There are a lot of features in Illustrator that applies to online graphic creation. For the purposes of creating an Adobe Acrobat document or a GIF image map for a web page, Illustrator lets you assign a URL to any object in your illustration. To assist in designing graphics for the Web, Adobe Illustrator includes a color library containing 216 "Web-safe" colors (colors that display without dithering on older systems). The Windows and Macintosh versions of Illustrator are fully compatible for easy file transfers.

Illustrator has a lot of features that do not apply to online marketers, however, such as ColorSync support, which synchronizes the color on the monitor with the color printed out.
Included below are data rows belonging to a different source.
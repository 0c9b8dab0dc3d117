//! Simulated value generator.
//!
//! Produces readings for simulated captors, drawn uniformly from the
//! captor's inclusive `[min_power_in_watt, max_power_in_watt]` range. The
//! generator never persists anything; callers decide what to store.

use chrono::{DateTime, Duration, Utc};
use rand::rngs::StdRng;
use rand::{Rng, SeedableRng};
use serde::{Deserialize, Serialize};

use crate::captor::{Captor, SimulatedCaptor};
use crate::config::GeneratorConfig;
use crate::error::ValidationError;
use crate::measure::Measure;

/// Largest number of readings a single series may hold.
pub const MAX_SERIES_LEN: usize = 100_000;

/// Spacing between consecutive readings of a series.
#[derive(Debug, Clone, Copy, PartialEq, Eq, Hash, Serialize, Deserialize)]
#[serde(rename_all = "snake_case")]
pub enum MeasureStep {
    OneMinute,
    FifteenMinutes,
    OneHour,
    OneDay,
}

impl MeasureStep {
    #[must_use]
    pub fn duration(self) -> Duration {
        match self {
            Self::OneMinute => Duration::minutes(1),
            Self::FifteenMinutes => Duration::minutes(15),
            Self::OneHour => Duration::hours(1),
            Self::OneDay => Duration::days(1),
        }
    }
}

/// Random source for simulated captor readings.
///
/// # Examples
///
/// ```
/// use bigcorp::{Captor, CaptorId, SiteId, SimulatedValueGenerator};
///
/// let captor = Captor::simulated("C1", SiteId::new("S1"), 10, 50)
///     .unwrap()
///     .with_id(CaptorId::new("C1"));
/// let mut generator = SimulatedValueGenerator::seeded(7);
/// let measure = generator.generate(&captor).unwrap();
/// assert!((10..=50).contains(&measure.value_in_watt));
/// ```
#[derive(Debug, Clone)]
pub struct SimulatedValueGenerator {
    rng: StdRng,
}

impl Default for SimulatedValueGenerator {
    fn default() -> Self {
        Self::new()
    }
}

impl SimulatedValueGenerator {
    /// Creates a generator seeded from the operating system.
    #[must_use]
    pub fn new() -> Self {
        Self {
            rng: StdRng::from_os_rng(),
        }
    }

    /// Creates a deterministic generator.
    #[must_use]
    pub fn seeded(seed: u64) -> Self {
        Self {
            rng: StdRng::seed_from_u64(seed),
        }
    }

    #[must_use]
    pub fn from_config(config: &GeneratorConfig) -> Self {
        config.seed.map_or_else(Self::new, Self::seeded)
    }

    /// Draws a power value within the captor's bounds.
    pub fn sample(&mut self, range: &SimulatedCaptor) -> i32 {
        self.rng
            .random_range(range.min_power_in_watt()..=range.max_power_in_watt())
    }

    /// Generates a reading for `captor` timestamped now.
    ///
    /// # Errors
    /// - `NotSimulated` if the captor is not a simulated one
    /// - `UnboundCaptor` if the captor has not been saved yet
    pub fn generate(&mut self, captor: &Captor) -> Result<Measure, ValidationError> {
        self.generate_at(captor, Utc::now())
    }

    /// Generates a reading for `captor` at `instant`.
    ///
    /// # Errors
    /// Same as [`SimulatedValueGenerator::generate`].
    pub fn generate_at(
        &mut self,
        captor: &Captor,
        instant: DateTime<Utc>,
    ) -> Result<Measure, ValidationError> {
        let range = simulated_range(captor)?;
        let value = self.sample(range);
        tracing::debug!(captor = %captor.id, value, "generated simulated measure");
        Ok(Measure::new(captor.id.clone(), instant, value))
    }

    /// Generates one reading per `step` in `[start, end)`.
    ///
    /// The series stops early if the next instant is past the latest
    /// representable date.
    ///
    /// # Errors
    /// - `InvalidTimeRange` unless `start < end`
    /// - `SeriesTooLong` if the range holds more than [`MAX_SERIES_LEN`] steps
    /// - the errors of [`SimulatedValueGenerator::generate`]
    pub fn generate_series(
        &mut self,
        captor: &Captor,
        start: DateTime<Utc>,
        end: DateTime<Utc>,
        step: MeasureStep,
    ) -> Result<Vec<Measure>, ValidationError> {
        if start >= end {
            return Err(ValidationError::InvalidTimeRange {
                from: start,
                to: end,
            });
        }
        let range = simulated_range(captor)?;

        let span = end.signed_duration_since(start).num_milliseconds();
        let step_ms = step.duration().num_milliseconds();
        let len = usize::try_from((span + step_ms - 1) / step_ms).unwrap_or(usize::MAX);
        if len > MAX_SERIES_LEN {
            return Err(ValidationError::SeriesTooLong {
                len,
                max: MAX_SERIES_LEN,
            });
        }

        let mut out = Vec::with_capacity(len);
        let mut instant = start;
        while instant < end {
            out.push(Measure::new(captor.id.clone(), instant, self.sample(range)));
            match instant.checked_add_signed(step.duration()) {
                Some(next) => instant = next,
                None => break,
            }
        }
        tracing::debug!(captor = %captor.id, count = out.len(), ?step, "generated simulated series");
        Ok(out)
    }
}

fn simulated_range(captor: &Captor) -> Result<&SimulatedCaptor, ValidationError> {
    if captor.id.is_unassigned() {
        return Err(ValidationError::UnboundCaptor);
    }
    captor.as_simulated().ok_or_else(|| ValidationError::NotSimulated {
        id: captor.id.clone(),
    })
}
But for the graphic artist who is going to do 4-color separations and send them to a  printer, this ability is important. Knowing that "what you see is what you get" is very important to you if you are an artist or are with any desktop publishing company worth its salt.

New in Illustrator CS4 are multiple artboards that allow you to manage an entire project within a single file, a new Blob Brush tool for natural sketching results in a single, filled object, and transparency in gradients that allow you to define the opacity of any individual color stop in a gradient.

And of course, all the old features are still there: multi-color gradient fills; character and paragraph palettes for applying text attributes; a layers palette for creating layers and managing objects in complex illustrations; pathfinder filters for creating objects and effects that would otherwise be time-consuming or impossible to create; multiple levels of undo; instant conversion of artwork to raster images; built-in color separations, and more. And Illustrator accepts all Photoshop-compatible plug-in filters to instantly create unique raster effects directly within Adobe Illustrator.  

Make no mistake: Adobe Illustrator is a professional powerhouse, not a tool for the casual dabbler. But if your user profile matches that of the product, you can hardly go wrong with Adobe Illustrator.